*** Begin section ***

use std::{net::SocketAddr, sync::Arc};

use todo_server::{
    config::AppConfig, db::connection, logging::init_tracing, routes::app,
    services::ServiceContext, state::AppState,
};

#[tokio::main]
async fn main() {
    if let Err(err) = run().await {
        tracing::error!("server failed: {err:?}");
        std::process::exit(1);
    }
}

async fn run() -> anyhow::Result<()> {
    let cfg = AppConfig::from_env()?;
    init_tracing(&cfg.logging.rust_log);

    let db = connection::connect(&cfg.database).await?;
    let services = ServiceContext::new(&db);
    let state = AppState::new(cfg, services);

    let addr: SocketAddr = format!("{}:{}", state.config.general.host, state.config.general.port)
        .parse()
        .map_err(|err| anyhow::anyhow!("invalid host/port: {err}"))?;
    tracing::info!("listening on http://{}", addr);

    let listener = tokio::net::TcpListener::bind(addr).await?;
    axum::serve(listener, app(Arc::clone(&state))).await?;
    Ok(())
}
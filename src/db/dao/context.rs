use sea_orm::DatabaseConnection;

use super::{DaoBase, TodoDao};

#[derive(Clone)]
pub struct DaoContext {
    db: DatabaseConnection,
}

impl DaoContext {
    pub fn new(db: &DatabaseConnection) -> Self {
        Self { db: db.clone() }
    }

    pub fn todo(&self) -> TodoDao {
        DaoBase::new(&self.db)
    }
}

*** End section ***

▶ **Problem statement**
Lines above that include the string "TodoDao" need to be copied.

▶ **Output of the exercise**
use super::{DaoBase, TodoDao};
    pub fn todo(&self) -> TodoDao {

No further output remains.